> **Task brief**
Find the line with "Ok((2 * left, 2 * right))" in the entries below, then reproduce it and every line after it down to and including the line with "let (_, structure_side)", exactly.

(Collection entries)
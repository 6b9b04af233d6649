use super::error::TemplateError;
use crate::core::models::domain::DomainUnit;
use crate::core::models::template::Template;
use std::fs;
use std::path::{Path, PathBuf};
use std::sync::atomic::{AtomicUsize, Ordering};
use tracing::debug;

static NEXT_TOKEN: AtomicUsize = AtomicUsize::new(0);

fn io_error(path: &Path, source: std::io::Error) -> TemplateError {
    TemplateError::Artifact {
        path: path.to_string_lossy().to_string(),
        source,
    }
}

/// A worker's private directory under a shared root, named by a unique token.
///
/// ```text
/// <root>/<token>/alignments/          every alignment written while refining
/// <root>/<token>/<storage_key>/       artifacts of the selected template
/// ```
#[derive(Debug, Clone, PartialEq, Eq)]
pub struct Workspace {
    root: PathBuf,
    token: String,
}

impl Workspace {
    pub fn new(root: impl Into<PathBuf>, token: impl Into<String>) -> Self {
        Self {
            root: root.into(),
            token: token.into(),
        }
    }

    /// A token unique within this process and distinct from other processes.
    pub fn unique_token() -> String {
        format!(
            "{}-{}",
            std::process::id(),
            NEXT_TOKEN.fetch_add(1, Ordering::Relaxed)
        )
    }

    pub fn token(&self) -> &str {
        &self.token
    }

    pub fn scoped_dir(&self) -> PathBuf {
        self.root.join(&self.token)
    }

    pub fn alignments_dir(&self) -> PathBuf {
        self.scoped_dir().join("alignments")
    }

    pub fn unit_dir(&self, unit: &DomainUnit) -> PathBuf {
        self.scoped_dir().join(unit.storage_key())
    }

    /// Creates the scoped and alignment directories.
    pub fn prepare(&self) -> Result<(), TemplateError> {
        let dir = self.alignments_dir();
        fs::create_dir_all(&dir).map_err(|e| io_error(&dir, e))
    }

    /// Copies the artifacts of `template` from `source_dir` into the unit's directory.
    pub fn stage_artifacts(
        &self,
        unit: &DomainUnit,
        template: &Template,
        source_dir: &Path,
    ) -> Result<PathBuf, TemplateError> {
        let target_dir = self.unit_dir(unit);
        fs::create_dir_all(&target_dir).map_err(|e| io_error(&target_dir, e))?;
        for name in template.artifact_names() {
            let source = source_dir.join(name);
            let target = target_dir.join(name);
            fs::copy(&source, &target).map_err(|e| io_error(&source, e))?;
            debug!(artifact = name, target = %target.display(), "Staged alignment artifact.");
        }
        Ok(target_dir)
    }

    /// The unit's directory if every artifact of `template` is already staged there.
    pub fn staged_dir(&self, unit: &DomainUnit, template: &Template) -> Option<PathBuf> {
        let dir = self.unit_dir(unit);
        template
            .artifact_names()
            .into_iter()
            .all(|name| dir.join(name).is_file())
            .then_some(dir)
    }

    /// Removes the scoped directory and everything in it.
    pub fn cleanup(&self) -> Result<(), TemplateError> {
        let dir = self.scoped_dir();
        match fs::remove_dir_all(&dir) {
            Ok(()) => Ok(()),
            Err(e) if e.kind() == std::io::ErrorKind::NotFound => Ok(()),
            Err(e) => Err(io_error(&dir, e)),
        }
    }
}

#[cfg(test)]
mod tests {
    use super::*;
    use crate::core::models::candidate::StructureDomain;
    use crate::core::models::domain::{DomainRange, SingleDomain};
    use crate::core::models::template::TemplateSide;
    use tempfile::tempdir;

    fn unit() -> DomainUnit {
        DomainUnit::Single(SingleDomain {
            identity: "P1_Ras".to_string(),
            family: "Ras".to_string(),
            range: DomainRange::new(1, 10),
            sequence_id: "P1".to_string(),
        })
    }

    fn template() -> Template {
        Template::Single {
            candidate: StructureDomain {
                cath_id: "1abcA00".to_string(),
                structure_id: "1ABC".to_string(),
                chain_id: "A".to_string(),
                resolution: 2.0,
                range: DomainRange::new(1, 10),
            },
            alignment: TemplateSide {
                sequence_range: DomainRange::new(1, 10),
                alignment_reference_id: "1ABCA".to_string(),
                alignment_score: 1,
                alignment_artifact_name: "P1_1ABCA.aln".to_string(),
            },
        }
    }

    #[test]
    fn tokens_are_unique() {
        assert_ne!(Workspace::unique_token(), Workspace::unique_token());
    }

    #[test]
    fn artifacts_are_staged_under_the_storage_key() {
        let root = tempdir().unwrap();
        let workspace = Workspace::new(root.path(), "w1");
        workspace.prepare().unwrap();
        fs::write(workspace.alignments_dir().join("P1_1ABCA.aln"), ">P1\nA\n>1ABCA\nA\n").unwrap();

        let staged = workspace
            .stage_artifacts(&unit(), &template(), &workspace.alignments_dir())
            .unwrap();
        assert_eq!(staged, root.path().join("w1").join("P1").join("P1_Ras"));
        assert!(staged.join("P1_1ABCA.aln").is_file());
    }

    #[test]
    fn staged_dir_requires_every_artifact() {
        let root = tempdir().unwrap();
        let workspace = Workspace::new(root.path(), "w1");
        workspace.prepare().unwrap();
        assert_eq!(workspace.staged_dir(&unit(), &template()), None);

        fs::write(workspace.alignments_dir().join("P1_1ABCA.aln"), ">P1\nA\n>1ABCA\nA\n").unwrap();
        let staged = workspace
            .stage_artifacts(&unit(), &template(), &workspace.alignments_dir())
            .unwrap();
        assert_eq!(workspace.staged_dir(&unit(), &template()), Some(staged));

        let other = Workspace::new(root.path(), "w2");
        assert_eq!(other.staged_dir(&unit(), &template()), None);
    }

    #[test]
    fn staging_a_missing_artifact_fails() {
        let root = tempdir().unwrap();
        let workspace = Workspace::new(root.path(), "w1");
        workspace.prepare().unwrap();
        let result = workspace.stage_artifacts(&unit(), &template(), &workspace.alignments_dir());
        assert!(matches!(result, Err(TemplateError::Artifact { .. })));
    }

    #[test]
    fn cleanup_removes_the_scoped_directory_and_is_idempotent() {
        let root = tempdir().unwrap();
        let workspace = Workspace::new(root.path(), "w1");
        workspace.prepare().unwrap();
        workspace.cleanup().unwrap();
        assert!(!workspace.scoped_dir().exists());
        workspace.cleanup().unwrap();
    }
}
--
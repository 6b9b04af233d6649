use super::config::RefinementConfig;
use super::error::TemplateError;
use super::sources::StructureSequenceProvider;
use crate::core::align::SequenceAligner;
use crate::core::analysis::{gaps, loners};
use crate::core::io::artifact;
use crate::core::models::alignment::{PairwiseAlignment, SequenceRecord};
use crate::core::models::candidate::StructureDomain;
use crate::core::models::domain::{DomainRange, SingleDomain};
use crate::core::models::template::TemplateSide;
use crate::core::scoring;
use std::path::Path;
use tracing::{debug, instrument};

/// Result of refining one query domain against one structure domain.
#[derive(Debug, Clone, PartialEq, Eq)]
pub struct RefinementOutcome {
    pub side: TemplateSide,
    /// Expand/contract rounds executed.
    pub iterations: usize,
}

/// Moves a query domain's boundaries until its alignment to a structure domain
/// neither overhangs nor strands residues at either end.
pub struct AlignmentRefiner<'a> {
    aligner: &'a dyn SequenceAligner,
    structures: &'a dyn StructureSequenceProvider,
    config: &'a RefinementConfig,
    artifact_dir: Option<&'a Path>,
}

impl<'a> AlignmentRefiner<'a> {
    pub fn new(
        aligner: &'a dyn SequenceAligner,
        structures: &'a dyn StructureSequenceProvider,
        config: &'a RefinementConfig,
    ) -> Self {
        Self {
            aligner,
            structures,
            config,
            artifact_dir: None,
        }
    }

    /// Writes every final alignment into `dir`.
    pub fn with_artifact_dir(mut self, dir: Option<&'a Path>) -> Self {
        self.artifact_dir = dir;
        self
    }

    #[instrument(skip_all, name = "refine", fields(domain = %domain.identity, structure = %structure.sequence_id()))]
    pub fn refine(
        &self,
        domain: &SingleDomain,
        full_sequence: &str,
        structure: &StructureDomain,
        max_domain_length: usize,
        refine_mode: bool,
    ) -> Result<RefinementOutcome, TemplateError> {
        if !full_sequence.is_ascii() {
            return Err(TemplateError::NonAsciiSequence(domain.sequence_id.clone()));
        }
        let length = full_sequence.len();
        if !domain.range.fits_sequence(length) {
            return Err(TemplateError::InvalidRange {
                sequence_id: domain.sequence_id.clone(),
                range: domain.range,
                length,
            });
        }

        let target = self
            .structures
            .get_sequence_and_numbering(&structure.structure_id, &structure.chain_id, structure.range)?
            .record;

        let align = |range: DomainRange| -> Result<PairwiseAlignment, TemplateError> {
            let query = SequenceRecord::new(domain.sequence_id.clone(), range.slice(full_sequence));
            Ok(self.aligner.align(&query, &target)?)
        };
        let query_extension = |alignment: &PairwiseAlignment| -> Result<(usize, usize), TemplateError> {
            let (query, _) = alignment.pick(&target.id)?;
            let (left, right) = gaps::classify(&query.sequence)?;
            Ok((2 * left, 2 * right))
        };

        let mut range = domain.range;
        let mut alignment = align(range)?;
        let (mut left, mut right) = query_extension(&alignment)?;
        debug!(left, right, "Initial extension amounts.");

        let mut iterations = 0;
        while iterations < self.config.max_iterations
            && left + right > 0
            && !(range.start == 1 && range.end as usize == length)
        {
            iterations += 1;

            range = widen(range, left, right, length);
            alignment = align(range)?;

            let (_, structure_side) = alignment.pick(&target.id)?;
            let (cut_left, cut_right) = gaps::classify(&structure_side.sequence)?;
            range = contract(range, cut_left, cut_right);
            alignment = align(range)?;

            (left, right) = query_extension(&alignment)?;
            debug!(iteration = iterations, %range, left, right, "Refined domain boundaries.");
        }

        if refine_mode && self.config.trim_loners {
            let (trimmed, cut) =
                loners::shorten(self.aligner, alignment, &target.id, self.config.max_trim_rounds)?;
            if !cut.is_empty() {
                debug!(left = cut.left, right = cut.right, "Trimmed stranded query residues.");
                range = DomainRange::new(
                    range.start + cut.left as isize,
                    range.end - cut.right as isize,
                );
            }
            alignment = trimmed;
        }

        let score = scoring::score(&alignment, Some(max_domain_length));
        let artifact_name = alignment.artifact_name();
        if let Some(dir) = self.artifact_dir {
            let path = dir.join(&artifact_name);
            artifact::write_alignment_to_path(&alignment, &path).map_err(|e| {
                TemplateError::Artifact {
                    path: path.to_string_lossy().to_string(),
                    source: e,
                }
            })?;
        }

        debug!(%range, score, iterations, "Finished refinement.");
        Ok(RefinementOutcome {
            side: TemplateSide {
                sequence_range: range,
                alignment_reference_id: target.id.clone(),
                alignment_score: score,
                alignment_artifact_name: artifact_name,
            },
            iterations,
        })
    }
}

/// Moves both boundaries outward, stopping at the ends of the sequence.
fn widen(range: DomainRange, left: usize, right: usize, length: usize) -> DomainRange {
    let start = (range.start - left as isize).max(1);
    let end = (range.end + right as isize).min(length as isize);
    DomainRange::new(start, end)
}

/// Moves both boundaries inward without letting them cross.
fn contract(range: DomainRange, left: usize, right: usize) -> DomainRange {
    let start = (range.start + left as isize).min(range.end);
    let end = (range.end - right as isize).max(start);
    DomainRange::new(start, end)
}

> **Expected answer**
            Ok((2 * left, 2 * right))
        };

        let mut range = domain.range;
        let mut alignment = align(range)?;
        let (mut left, mut right) = query_extension(&alignment)?;
        debug!(left, right, "Initial extension amounts.");

        let mut iterations = 0;
        while iterations < self.config.max_iterations
            && left + right > 0
            && !(range.start == 1 && range.end as usize == length)
        {
            iterations += 1;

            range = widen(range, left, right, length);
            alignment = align(range)?;

            let (_, structure_side) = alignment.pick(&target.id)?;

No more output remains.